Newtown received millions in federal funding to provide mental health services for those affected by the tragedy; but much of that assistance came through a grant that funds counseling for students and staff directly impacted by the shooting; that grant is set to expire in 2016. Kuroski said the grant helps pay for both in-school and out-of-school services that regular health insurance doesn't cover, and the services offer benefits that extend broadly across the community.
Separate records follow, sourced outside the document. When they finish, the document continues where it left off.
//! The type model a provider hands to the renderer.
//!
//! Every value here is a plain owned snapshot: a provider builds it once per extraction and the
//! renderer only reads it. Nothing refers back into the module the snapshot came from.

/// The shape of a type definition.
#[derive(Debug, Clone, Copy, PartialEq, Eq, Hash)]
pub enum TypeKind {
    /// An interface
    Interface,
    /// An instantiable or inheritable reference type
    Class,
    /// A value type that is not an enum
    Struct,
    /// An enumeration
    Enum,
    /// A class that is both abstract and sealed, i.e. a C# `static class`
    StaticContainer,
}

/// A wrapper applied around a type reference, innermost first.
#[derive(Debug, Clone, Copy, PartialEq, Eq, Hash)]
pub enum Decoration {
    /// An array of the given rank, `[]` for rank 1 and `[,]` for rank 2
    Array(u32),
    /// An unmanaged pointer, `*`
    Pointer,
    /// A managed reference, `&`
    ByRef,
}

/// A possibly generic reference to a type.
///
/// `base_name` is the short CLR name, including an arity suffix such as `` List`1 `` for generic
/// types. An empty `base_name` stands for `void`.
#[derive(Debug, Clone, PartialEq, Eq, Hash, Default)]
pub struct TypeRef {
    /// Short type name without namespace
    pub base_name: String,
    /// Generic arguments, empty for non-generic references
    pub generic_arguments: Vec<TypeRef>,
    /// Array, pointer and by-ref wrappers, innermost first
    pub decorations: Vec<Decoration>,
    /// Why the provider could not resolve this reference, `None` if it could
    pub unresolved: Option<String>,
}

impl TypeRef {
    /// A plain reference to `base_name`.
    #[must_use]
    pub fn new(base_name: impl Into<String>) -> Self {
        TypeRef {
            base_name: base_name.into(),
            ..TypeRef::default()
        }
    }

    /// A generic instantiation of `base_name` with `arguments`.
    #[must_use]
    pub fn generic(base_name: impl Into<String>, arguments: Vec<TypeRef>) -> Self {
        TypeRef {
            base_name: base_name.into(),
            generic_arguments: arguments,
            ..TypeRef::default()
        }
    }

    /// The `void` return type.
    #[must_use]
    pub fn void() -> Self {
        TypeRef::new("Void")
    }

    /// A reference the provider could not resolve.
    #[must_use]
    pub fn unresolved(reason: impl Into<String>) -> Self {
        TypeRef {
            unresolved: Some(reason.into()),
            ..TypeRef::default()
        }
    }

    /// Wrap this reference in `decoration`.
    #[must_use]
    pub fn with_decoration(mut self, decoration: Decoration) -> Self {
        self.decorations.push(decoration);
        self
    }

    /// The first unresolved reference in this tree, if any.
    #[must_use]
    pub fn unresolved_reason(&self) -> Option<&str> {
        if let Some(reason) = &self.unresolved {
            return Some(reason);
        }
        self.generic_arguments
            .iter()
            .find_map(TypeRef::unresolved_reason)
    }
}

/// A public property.
#[derive(Debug, Clone, PartialEq)]
pub struct PropertyDefinition {
    /// Property name
    pub name: String,
    /// Property type
    pub type_ref: TypeRef,
    /// A getter exists and is public
    pub is_readable: bool,
    /// A setter exists and is public
    pub is_writable: bool,
    /// Static property
    pub is_static: bool,
    /// Declared on an interface or overriding a base property
    pub declaring_type_is_interface_or_override: bool,
}

/// One parameter of a method.
#[derive(Debug, Clone, PartialEq)]
pub struct Parameter {
    /// Parameter type
    pub type_ref: TypeRef,
    /// Parameter name, empty if the module does not record one
    pub name: String,
}

impl Parameter {
    /// A named parameter.
    #[must_use]
    pub fn new(type_ref: TypeRef, name: impl Into<String>) -> Self {
        Parameter {
            type_ref,
            name: name.into(),
        }
    }
}

/// A public method.
#[derive(Debug, Clone, PartialEq)]
pub struct MethodDefinition {
    /// Method name
    pub name: String,
    /// Return type
    pub return_type: TypeRef,
    /// Parameters in declaration order
    pub parameters: Vec<Parameter>,
    /// Static method
    pub is_static: bool,
    /// Marked as an extension method; the first parameter is the receiver
    pub is_extension: bool,
    /// Compiler-generated accessor or operator
    pub is_special_name: bool,
}

/// A member of a type.
#[derive(Debug, Clone, PartialEq)]
pub enum MemberDefinition {
    /// A property with its accessor visibility resolved
    Property(PropertyDefinition),
    /// A method
    Method(MethodDefinition),
}

impl MemberDefinition {
    /// The member name.
    #[must_use]
    pub fn name(&self) -> &str {
        match self {
            MemberDefinition::Property(property) => &property.name,
            MemberDefinition::Method(method) => &method.name,
        }
    }

    /// Returns `true` for compiler-generated methods.
    #[must_use]
    pub fn is_special_name(&self) -> bool {
        match self {
            MemberDefinition::Property(_) => false,
            MemberDefinition::Method(method) => method.is_special_name,
        }
    }
}

/// A type defined in a module.
///
/// Identity is `(namespace, name, generic arity)`; `name` keeps the CLR arity suffix.
#[derive(Debug, Clone, PartialEq)]
pub struct TypeDefinition {
    /// Namespace, empty for the global namespace
    pub namespace: String,
    /// Short type name
    pub name: String,
    /// Shape of the type
    pub kind: TypeKind,
    /// `false` if the provider could not load the type
    pub is_loadable: bool,
    /// Names of the generic parameters in order
    pub generic_parameters: Vec<String>,
    /// Public members
    pub members: Vec<MemberDefinition>,
    /// Enum member names in declaration order, empty unless `kind` is [`TypeKind::Enum`]
    pub enum_values: Vec<String>,
}

impl TypeDefinition {
    /// A loadable type without members.
    #[must_use]
    pub fn new(namespace: impl Into<String>, name: impl Into<String>, kind: TypeKind) -> Self {
        TypeDefinition {
            namespace: namespace.into(),
            name: name.into(),
            kind,
            is_loadable: true,
            generic_parameters: Vec::new(),
            members: Vec::new(),
            enum_values: Vec::new(),
        }
    }

    /// A type the provider could not load.
    #[must_use]
    pub fn unloadable(namespace: impl Into<String>, name: impl Into<String>) -> Self {
        TypeDefinition {
            is_loadable: false,
            ..TypeDefinition::new(namespace, name, TypeKind::Class)
        }
    }

    /// Namespace-qualified name, as used in diagnostics.
    #[must_use]
    pub fn full_name(&self) -> String {
        if self.namespace.is_empty() {
            self.name.clone()
        } else {
            format!("{}.{}", self.namespace, self.name)
        }
    }

    /// Number of generic parameters.
    #[must_use]
    pub fn arity(&self) -> usize {
        self.generic_parameters.len()
    }
}

/// What a provider returns for one module.
#[derive(Debug, Clone, PartialEq, Default)]
pub struct ModuleTypes {
    /// Name shown in the contract header
    pub module_name: String,
    /// Every type the provider found, loadable or not
    pub types: Vec<TypeDefinition>,
    /// One message per type that failed to load, in discovery order
    pub diagnostics: Vec<String>,
}

impl ModuleTypes {
    /// An empty snapshot for `module_name`.
    #[must_use]
    pub fn new(module_name: impl Into<String>) -> Self {
        ModuleTypes {
            module_name: module_name.into(),
            ..ModuleTypes::default()
        }
    }
}
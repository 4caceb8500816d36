//! `Module` table (0x00): the single row describing this module.

mod reader;

use crate::metadata::token::Token;

/// A raw `Module` row.
#[derive(Clone, Debug)]
pub struct ModuleRaw {
    /// 1-based row id
    pub rid: u32,
    /// Metadata token of this row
    pub token: Token,
    /// Byte offset of this row within the table
    pub offset: usize,
    /// Reserved, always zero
    pub generation: u32,
    /// `#Strings` index of the module file name
    pub name: u32,
    /// `#GUID` index of the module version id
    pub mvid: u32,
    /// `#GUID` index, reserved
    pub encid: u32,
    /// `#GUID` index, reserved
    pub encbaseid: u32,
}
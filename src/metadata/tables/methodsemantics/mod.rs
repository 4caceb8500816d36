//! `MethodSemantics` table (0x18): links property and event accessors to their methods.

mod reader;

use crate::metadata::{tables::CodedIndex, token::Token};

/// A raw `MethodSemantics` row.
#[derive(Clone, Debug)]
pub struct MethodSemanticsRaw {
    /// 1-based row id
    pub rid: u32,
    /// Metadata token of this row
    pub token: Token,
    /// Byte offset of this row within the table
    pub offset: usize,
    /// `MethodSemanticsAttributes` bitmask (getter, setter, ...)
    pub semantics: u32,
    /// `MethodDef` row of the accessor
    pub method: u32,
    /// The owning property or event (`HasSemantics`)
    pub association: CodedIndex,
}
In announcing that grant, the federal education department said that severe post-traumatic stress, anxiety, depression and grief continue to affect student performance in and out of the classroom, and a belief that school is unsafe still "pervades" the district.
 
Click here for press coverage from September on the latest round of federal grants to aid Newtown's recovery.
 
Along with federal support, Weingarten said that all levels of the union will work to help revive proposed state legislation to guarantee workers' compensation coverage for mental health conditions, including post-traumatic stress. "Post-traumatic stress disorder isn't like a broken arm," she stressed. "You can't see it or fix it with a cast, but it can be totally debilitating."
 
Click here for Kuroski's testimony to the legislature from earlier this year in support of workers compensation law reform.
 
After the meeting with teachers, Weingarten attended a meeting of the Newtown school board and presented the community with a tribute to the six educators. It featured a collage from mementos that were included in the dedication of the Memorial to Fallen Educators. Kuroski spoke at that event, held this past summer at the National Teachers Hall of Fame in Kansas.